## Problem statement
Extract, without alteration, each line from the start of the listing to the line bearing "CategoryName TEXT NOT NULL".

======== Excerpted data ========

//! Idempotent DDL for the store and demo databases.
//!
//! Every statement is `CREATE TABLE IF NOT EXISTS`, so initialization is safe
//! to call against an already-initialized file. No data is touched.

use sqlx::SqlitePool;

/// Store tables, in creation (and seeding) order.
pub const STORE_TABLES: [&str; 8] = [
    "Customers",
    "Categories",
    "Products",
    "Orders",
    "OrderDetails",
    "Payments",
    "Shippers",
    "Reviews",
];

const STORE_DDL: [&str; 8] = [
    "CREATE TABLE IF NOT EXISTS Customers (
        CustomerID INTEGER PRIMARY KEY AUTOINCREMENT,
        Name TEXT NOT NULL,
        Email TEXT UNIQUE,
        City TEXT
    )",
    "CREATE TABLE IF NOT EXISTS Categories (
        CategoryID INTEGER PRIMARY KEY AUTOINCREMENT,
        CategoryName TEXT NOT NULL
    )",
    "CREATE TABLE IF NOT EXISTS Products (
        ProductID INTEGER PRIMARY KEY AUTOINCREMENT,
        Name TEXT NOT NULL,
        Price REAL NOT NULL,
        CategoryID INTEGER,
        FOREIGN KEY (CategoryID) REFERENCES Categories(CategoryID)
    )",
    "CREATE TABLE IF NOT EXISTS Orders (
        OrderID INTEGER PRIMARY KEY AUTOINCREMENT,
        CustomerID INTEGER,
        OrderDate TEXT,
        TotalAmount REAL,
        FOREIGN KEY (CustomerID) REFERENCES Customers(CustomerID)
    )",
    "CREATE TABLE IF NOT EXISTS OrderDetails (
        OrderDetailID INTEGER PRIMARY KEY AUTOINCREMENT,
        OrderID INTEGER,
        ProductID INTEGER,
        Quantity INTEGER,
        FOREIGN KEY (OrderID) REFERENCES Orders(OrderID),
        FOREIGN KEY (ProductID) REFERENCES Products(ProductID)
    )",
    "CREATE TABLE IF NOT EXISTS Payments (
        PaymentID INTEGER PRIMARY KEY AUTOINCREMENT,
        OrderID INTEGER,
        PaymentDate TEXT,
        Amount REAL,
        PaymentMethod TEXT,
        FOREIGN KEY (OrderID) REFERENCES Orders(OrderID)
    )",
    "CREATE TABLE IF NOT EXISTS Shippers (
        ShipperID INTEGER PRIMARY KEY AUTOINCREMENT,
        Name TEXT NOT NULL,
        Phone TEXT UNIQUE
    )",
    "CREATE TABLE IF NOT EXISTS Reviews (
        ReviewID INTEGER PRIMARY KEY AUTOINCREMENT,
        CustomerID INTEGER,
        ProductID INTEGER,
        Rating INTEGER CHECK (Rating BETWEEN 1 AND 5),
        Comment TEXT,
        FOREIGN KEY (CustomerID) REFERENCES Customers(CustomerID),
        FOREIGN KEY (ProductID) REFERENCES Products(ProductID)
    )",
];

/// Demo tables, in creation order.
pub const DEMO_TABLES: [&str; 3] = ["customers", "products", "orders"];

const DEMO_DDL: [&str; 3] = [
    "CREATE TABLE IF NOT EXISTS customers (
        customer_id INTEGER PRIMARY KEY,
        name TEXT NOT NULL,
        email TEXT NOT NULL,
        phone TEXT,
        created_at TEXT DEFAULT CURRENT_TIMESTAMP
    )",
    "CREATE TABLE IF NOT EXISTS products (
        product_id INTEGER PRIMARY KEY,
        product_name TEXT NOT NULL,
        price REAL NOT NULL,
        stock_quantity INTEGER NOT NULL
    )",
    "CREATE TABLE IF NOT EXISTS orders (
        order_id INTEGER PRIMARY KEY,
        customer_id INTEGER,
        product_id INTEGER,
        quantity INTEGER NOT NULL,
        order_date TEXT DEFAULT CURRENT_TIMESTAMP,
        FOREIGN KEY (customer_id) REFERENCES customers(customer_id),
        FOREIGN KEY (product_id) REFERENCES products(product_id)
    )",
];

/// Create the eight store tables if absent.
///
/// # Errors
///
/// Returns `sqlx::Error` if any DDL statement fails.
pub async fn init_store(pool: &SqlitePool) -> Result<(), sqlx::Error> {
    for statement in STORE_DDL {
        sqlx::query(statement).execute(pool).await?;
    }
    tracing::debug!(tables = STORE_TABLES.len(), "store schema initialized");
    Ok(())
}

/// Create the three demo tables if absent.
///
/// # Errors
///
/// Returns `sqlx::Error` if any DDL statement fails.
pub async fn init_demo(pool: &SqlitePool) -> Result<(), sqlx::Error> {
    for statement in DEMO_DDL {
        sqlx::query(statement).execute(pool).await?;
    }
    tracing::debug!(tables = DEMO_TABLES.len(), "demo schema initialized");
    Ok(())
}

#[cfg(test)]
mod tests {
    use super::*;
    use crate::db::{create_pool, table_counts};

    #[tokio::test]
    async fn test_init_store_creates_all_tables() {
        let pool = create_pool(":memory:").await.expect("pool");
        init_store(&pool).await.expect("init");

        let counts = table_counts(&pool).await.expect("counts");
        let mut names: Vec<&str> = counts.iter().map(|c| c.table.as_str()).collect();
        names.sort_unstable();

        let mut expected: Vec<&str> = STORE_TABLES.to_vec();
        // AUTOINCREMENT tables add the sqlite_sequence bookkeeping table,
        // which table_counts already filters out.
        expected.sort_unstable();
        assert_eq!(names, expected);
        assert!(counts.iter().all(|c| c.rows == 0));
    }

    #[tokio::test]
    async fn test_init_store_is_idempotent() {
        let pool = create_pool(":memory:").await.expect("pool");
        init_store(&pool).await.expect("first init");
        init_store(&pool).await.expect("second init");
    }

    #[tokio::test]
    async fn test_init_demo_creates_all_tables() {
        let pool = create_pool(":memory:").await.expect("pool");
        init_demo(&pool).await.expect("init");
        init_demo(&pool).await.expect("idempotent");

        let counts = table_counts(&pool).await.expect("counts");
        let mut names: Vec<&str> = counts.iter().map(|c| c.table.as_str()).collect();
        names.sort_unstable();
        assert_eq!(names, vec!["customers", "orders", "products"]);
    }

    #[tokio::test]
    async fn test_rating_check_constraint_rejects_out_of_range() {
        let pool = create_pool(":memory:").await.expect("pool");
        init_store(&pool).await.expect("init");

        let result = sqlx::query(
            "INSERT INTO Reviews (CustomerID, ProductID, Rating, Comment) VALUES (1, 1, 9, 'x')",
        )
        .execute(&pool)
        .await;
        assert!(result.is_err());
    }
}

========

## Output for this exercise
//! Idempotent DDL for the store and demo databases.
//!
//! Every statement is `CREATE TABLE IF NOT EXISTS`, so initialization is safe
//! to call against an already-initialized file. No data is touched.

use sqlx::SqlitePool;

/// Store tables, in creation (and seeding) order.
pub const STORE_TABLES: [&str; 8] = [
    "Customers",
    "Categories",
    "Products",
    "Orders",
    "OrderDetails",
    "Payments",
    "Shippers",
    "Reviews",
];

const STORE_DDL: [&str; 8] = [
    "CREATE TABLE IF NOT EXISTS Customers (
        CustomerID INTEGER PRIMARY KEY AUTOINCREMENT,
        Name TEXT NOT NULL,
        Email TEXT UNIQUE,
        City TEXT
    )",
    "CREATE TABLE IF NOT EXISTS Categories (
        CategoryID INTEGER PRIMARY KEY AUTOINCREMENT,
        CategoryName TEXT NOT NULL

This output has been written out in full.